The AI-driven model used in this study was designed to initially analyze three key MRI sequences—T2-FLAIR, diffusion-weighted imaging (DWI), and susceptibility-weighted imaging (SWI) or T2* gradient-recalled echo (GRE). The purpose of this initial analysis was to determine whether additional imaging would be necessary. If no tumor or hemorrhage was identified in this first stage, a secondary model was applied, incorporating a fourth sequence, T2-weighted imaging, to further refine the protocol recommendation (Fig. 1).  

This study analyzed a total of 1,332 cases, which included 362 cases of infarcts, 200 cases of tumors, 192 cases of hemorrhages, and 638 cases categorized as normal or other. The data were collected from multiple healthcare institutions across four countries: Denmark (n=485), India (n=432), Brazil (n=255), and the United States (n=160). The imaging scans utilized in the study were obtained from MRI machines manufactured by three major vendors: Siemens (n=699), GE (n=480), and Philips (n=153) (Fig. 2).  

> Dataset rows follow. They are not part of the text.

//! Pool lifecycle
//!
//! [`EndpointPool`] ties the registry to its background tasks. It is an
//! ordinary value: create one per process (or per test) and pass it to
//! whatever needs pooling.

use std::sync::atomic::{AtomicBool, Ordering};
use std::sync::Arc;

use parking_lot::Mutex;

use super::config::PoolConfig;
use super::endpoint::{Endpoint, EndpointHandle};
use super::key::Fingerprint;
use super::poll_set::{BackupPoller, PollSet};
use super::store::EndpointRegistry;
use super::sweeper::Sweeper;
use crate::error::{PoolError, Result};
use crate::stats::PoolStats;

/// A running endpoint pool
///
/// Must be started inside a Tokio runtime and shut down with
/// [`shutdown`](Self::shutdown) before the runtime goes away.
///
/// # Example
/// ```
/// use endpoint_pool::{Endpoint, EndpointHandle, EndpointPool, Fingerprint, PoolConfig};
///
/// struct Channel {
///     key: Fingerprint,
/// }
///
/// impl Endpoint for Channel {
///     fn fingerprint(&self) -> &Fingerprint {
///         &self.key
///     }
/// }
///
/// # #[tokio::main(flavor = "current_thread")]
/// # async fn main() -> endpoint_pool::Result<()> {
/// let pool = EndpointPool::start(PoolConfig::default())?;
/// let key = Fingerprint::new("10.0.0.7:443").with_arg("authority", "api.internal");
///
/// let a = pool.register(Channel { key: key.clone() });
/// let b = pool.register(Channel { key });
/// assert!(EndpointHandle::ptr_eq(&a, &b));
///
/// pool.shutdown().await;
/// # Ok(())
/// # }
/// ```
pub struct EndpointPool<E: Endpoint> {
    config: PoolConfig,
    registry: Arc<EndpointRegistry<E>>,
    sweeper: Mutex<Option<Sweeper>>,
    backup_poller: Mutex<Option<BackupPoller>>,
    shut_down: AtomicBool,
}

impl<E: Endpoint> EndpointPool<E> {
    /// Start a pool: empty registry, optional poll set and backup poller,
    /// and the sweeper
    pub fn start(config: PoolConfig) -> Result<Self> {
        tokio::runtime::Handle::try_current().map_err(|_| PoolError::NoRuntime)?;

        let poll_set = config.poll_set_enabled.then(|| Arc::new(PollSet::new()));
        let backup_poller = match &poll_set {
            Some(poll_set) if !config.backup_poll_interval.is_zero() => {
                Some(BackupPoller::spawn(Arc::clone(poll_set), config.backup_poll_interval))
            }
            _ => None,
        };

        let registry = Arc::new(EndpointRegistry::with_poll_set(poll_set));
        let sweeper = Sweeper::spawn(Arc::clone(&registry), config.sweep_interval);

        tracing::info!(
            sweep_interval_ms = config.sweep_interval.as_millis() as u64,
            poll_set = config.poll_set_enabled,
            backup_polling = backup_poller.is_some(),
            "Endpoint pool started"
        );

        Ok(Self {
            config,
            registry,
            sweeper: Mutex::new(Some(sweeper)),
            backup_poller: Mutex::new(backup_poller),
            shut_down: AtomicBool::new(false),
        })
    }

    /// Start a pool configured from the environment
    pub fn from_env() -> Result<Self> {
        Self::start(PoolConfig::from_env())
    }

    /// Get the pool configuration
    pub fn config(&self) -> &PoolConfig {
        &self.config
    }

    /// Get the underlying registry
    pub fn registry(&self) -> &Arc<EndpointRegistry<E>> {
        &self.registry
    }

    /// Register an endpoint, or return the equivalent one already pooled.
    ///
    /// # Panics
    /// If the pool has been shut down.
    pub fn register(&self, candidate: E) -> EndpointHandle<E> {
        self.assert_running();
        self.registry.register(candidate)
    }

    /// Look up a pooled endpoint.
    ///
    /// # Panics
    /// If the pool has been shut down.
    pub fn find(&self, key: &Fingerprint) -> Option<EndpointHandle<E>> {
        self.assert_running();
        self.registry.find(key)
    }

    /// Remove an endpoint from the pool immediately, without waiting for a
    /// sweep
    pub fn unregister(&self, key: &Fingerprint) -> bool {
        self.assert_running();
        self.registry.unregister(key)
    }

    /// Current statistics
    pub fn stats(&self) -> PoolStats {
        self.registry.stats()
    }

    /// Whether the sweeper is running
    pub fn is_sweeping(&self) -> bool {
        self.sweeper.lock().is_some()
    }

    /// Stop the sweeper and wait for it to exit.
    ///
    /// Meant for tests that need entries to survive without a sweep racing
    /// them.
    pub async fn stop_sweeper(&self) {
        let sweeper = self.sweeper.lock().take();
        if let Some(sweeper) = sweeper {
            sweeper.stop();
            sweeper.join().await;
        }
    }

    /// Restart the sweeper after [`stop_sweeper`](Self::stop_sweeper).
    ///
    /// Does nothing if it is already running.
    ///
    /// # Panics
    /// If the pool has been shut down, or when called outside a Tokio runtime.
    pub fn start_sweeper(&self) {
        self.assert_running();
        let mut sweeper = self.sweeper.lock();
        if sweeper.is_none() {
            *sweeper = Some(Sweeper::spawn(Arc::clone(&self.registry), self.config.sweep_interval));
        }
    }

    /// Shut the pool down.
    ///
    /// Order matters: the sweeper is stopped first so no sweep can run
    /// against a torn-down poll set, then the registry is drained, then
    /// backup polling and the poll set go away. Deferred work released by
    /// the drain gets a chance to run before this returns.
    ///
    /// # Panics
    /// If called twice.
    pub async fn shutdown(&self) {
        assert!(
            !self.shut_down.swap(true, Ordering::AcqRel),
            "endpoint pool shut down twice"
        );
        tracing::info!("Endpoint pool shutting down");

        let sweeper = self.sweeper.lock().take();
        if let Some(sweeper) = sweeper {
            sweeper.stop();
            sweeper.join().await;
        }

        let released = self.registry.drain();

        let backup_poller = self.backup_poller.lock().take();
        if let Some(poller) = backup_poller {
            poller.stop().await;
        }
        if let Some(poll_set) = self.registry.poll_set() {
            let stale = poll_set.clear();
            if stale > 0 {
                tracing::warn!(stale, "Poll set still had members at shutdown");
            }
        }

        tokio::task::yield_now().await;
        tracing::info!(released, "Endpoint pool shut down");
    }

    /// Whether [`shutdown`](Self::shutdown) has been called
    pub fn is_shut_down(&self) -> bool {
        self.shut_down.load(Ordering::Acquire)
    }

    fn assert_running(&self) {
        assert!(!self.is_shut_down(), "endpoint pool used after shutdown");
    }
}

impl<E: Endpoint> Drop for EndpointPool<E> {
    fn drop(&mut self) {
        // Background tasks must not outlive the pool if shutdown was skipped
        if let Some(sweeper) = self.sweeper.get_mut().take() {
            sweeper.stop();
        }
        if let Some(poller) = self.backup_poller.get_mut().take() {
            poller.cancel();
        }
    }
}

impl<E: Endpoint> std::fmt::Debug for EndpointPool<E> {
    fn fmt(&self, f: &mut std::fmt::Formatter<'_>) -> std::fmt::Result {
        f.debug_struct("EndpointPool")
            .field("config", &self.config)
            .field("registry", &self.registry)
            .field("shut_down", &self.is_shut_down())
            .finish()
    }
}

#[cfg(test)]
mod tests {
    use std::time::Duration;

    use serial_test::serial;
    use tokio_test::{assert_err, assert_ok};

    use super::*;
    use crate::pool::config::POLL_STRATEGY_ENV;
    use crate::pool::test_util::{init_tracing, TestEndpoint};

    fn config() -> PoolConfig {
        PoolConfig::default()
            .sweep_interval(Duration::from_millis(100))
            .backup_poll_interval(Duration::from_millis(50))
    }

    #[test]
    fn test_start_outside_runtime() {
        let result = EndpointPool::<TestEndpoint>::start(PoolConfig::default());
        let err = assert_err!(result);
        assert!(matches!(err, PoolError::NoRuntime));
    }

    #[tokio::test(start_paused = true)]
    async fn test_register_find_and_sweep() {
        init_tracing();
        let pool = assert_ok!(EndpointPool::start(config()));
        let (endpoint, probe) = TestEndpoint::new("10.0.0.1:443");

        let handle = pool.register(endpoint);
        let key = handle.fingerprint().clone();
        assert!(pool.find(&key).is_some());
        assert!(pool.registry().poll_set().unwrap().contains(&key));

        drop(handle);
        tokio::time::sleep(Duration::from_millis(150)).await;

        assert!(pool.find(&key).is_none());
        assert!(probe.is_dropped());
        assert!(!pool.registry().poll_set().unwrap().contains(&key));
        assert_eq!(pool.stats().evicted, 1);

        pool.shutdown().await;
    }

    #[tokio::test(start_paused = true)]
    async fn test_stop_and_restart_sweeper() {
        let pool = assert_ok!(EndpointPool::start(config()));
        pool.stop_sweeper().await;
        assert!(!pool.is_sweeping());

        let (endpoint, probe) = TestEndpoint::new("10.0.0.1:443");
        drop(pool.register(endpoint));
        tokio::time::sleep(Duration::from_millis(500)).await;
        assert_eq!(pool.registry().len(), 1);
        assert!(!probe.is_dropped());

        pool.start_sweeper();
        assert!(pool.is_sweeping());
        tokio::time::sleep(Duration::from_millis(150)).await;
        assert!(pool.registry().is_empty());
        assert!(probe.is_dropped());

        pool.shutdown().await;
    }

    #[tokio::test(start_paused = true)]
    async fn test_backup_poller_drives_registered_endpoints() {
        let pool = assert_ok!(EndpointPool::start(config()));
        pool.stop_sweeper().await;

        let (endpoint, probe) = TestEndpoint::new("10.0.0.1:443");
        let _handle = pool.register(endpoint);
        tokio::time::sleep(Duration::from_millis(120)).await;
        assert_eq!(probe.polls(), 2);

        pool.shutdown().await;
        tokio::time::sleep(Duration::from_millis(200)).await;
        assert_eq!(probe.polls(), 2);
    }

    #[tokio::test]
    async fn test_disabled_poll_set() {
        let pool = assert_ok!(EndpointPool::<TestEndpoint>::start(config().disable_poll_set()));

        assert!(pool.registry().poll_set().is_none());
        let (endpoint, _) = TestEndpoint::new("10.0.0.1:443");
        let handle = pool.register(endpoint);
        assert_eq!(handle.ref_count(), 2);

        pool.shutdown().await;
    }

    #[tokio::test]
    async fn test_shutdown_releases_pool_references() {
        let pool = assert_ok!(EndpointPool::start(config()));
        let (idle, idle_probe) = TestEndpoint::new("idle:1");
        let (held, held_probe) = TestEndpoint::new("held:1");
        drop(pool.register(idle));
        let held = pool.register(held);

        pool.shutdown().await;

        assert!(pool.is_shut_down());
        assert!(pool.registry().is_empty());
        assert!(pool.registry().poll_set().unwrap().is_empty());
        assert!(idle_probe.is_dropped());
        assert!(!held_probe.is_dropped());
        assert!(held.is_unused());
    }

    #[tokio::test]
    #[should_panic(expected = "shut down twice")]
    async fn test_double_shutdown_panics() {
        let pool = EndpointPool::<TestEndpoint>::start(config()).unwrap();
        pool.shutdown().await;
        pool.shutdown().await;
    }

    #[tokio::test]
    #[should_panic(expected = "used after shutdown")]
    async fn test_register_after_shutdown_panics() {
        let pool = EndpointPool::start(config()).unwrap();
        pool.shutdown().await;

        let (endpoint, _) = TestEndpoint::new("10.0.0.1:443");
        pool.register(endpoint);
    }

    #[tokio::test(flavor = "multi_thread", worker_threads = 4)]
    async fn test_concurrent_callers_share_endpoints() {
        let pool = Arc::new(EndpointPool::start(config()).unwrap());
        pool.stop_sweeper().await;

        let tasks: Vec<_> = (0..16)
            .map(|i| {
                let pool = Arc::clone(&pool);
                tokio::task::spawn_blocking(move || {
                    let key = Fingerprint::new(format!("backend-{}:443", i % 4));
                    let (endpoint, _) = TestEndpoint::with_key(key, i);
                    pool.register(endpoint)
                })
            })
            .collect();

        let mut handles = Vec::new();
        for task in tasks {
            handles.push(task.await.unwrap());
        }

        assert_eq!(pool.registry().len(), 4);
        for handle in &handles {
            let pooled = pool.find(handle.fingerprint()).unwrap();
            assert!(EndpointHandle::ptr_eq(&pooled, handle));
        }

        pool.shutdown().await;
    }

    #[tokio::test]
    #[serial]
    async fn test_from_env_without_poll_strategy() {
        let result = temp_env::with_var(POLL_STRATEGY_ENV, Some("none"), || {
            EndpointPool::<TestEndpoint>::from_env()
        });
        let pool = assert_ok!(result);

        assert!(!pool.config().poll_set_enabled);
        assert!(pool.registry().poll_set().is_none());

        let (endpoint, _) = TestEndpoint::new("10.0.0.1:443");
        let handle = pool.register(endpoint);
        assert_eq!(handle.ref_count(), 2);

        pool.shutdown().await;
    }
}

The overarching goal of this approach was to retrospectively simulate a more efficient MRI protocol selection process, allowing for adjustments while the patient was still in the scanner. By dynamically tailoring imaging protocols, the study aimed to reduce unnecessary scans, optimize workflow efficiency, and streamline the neuroimaging process without compromising diagnostic accuracy.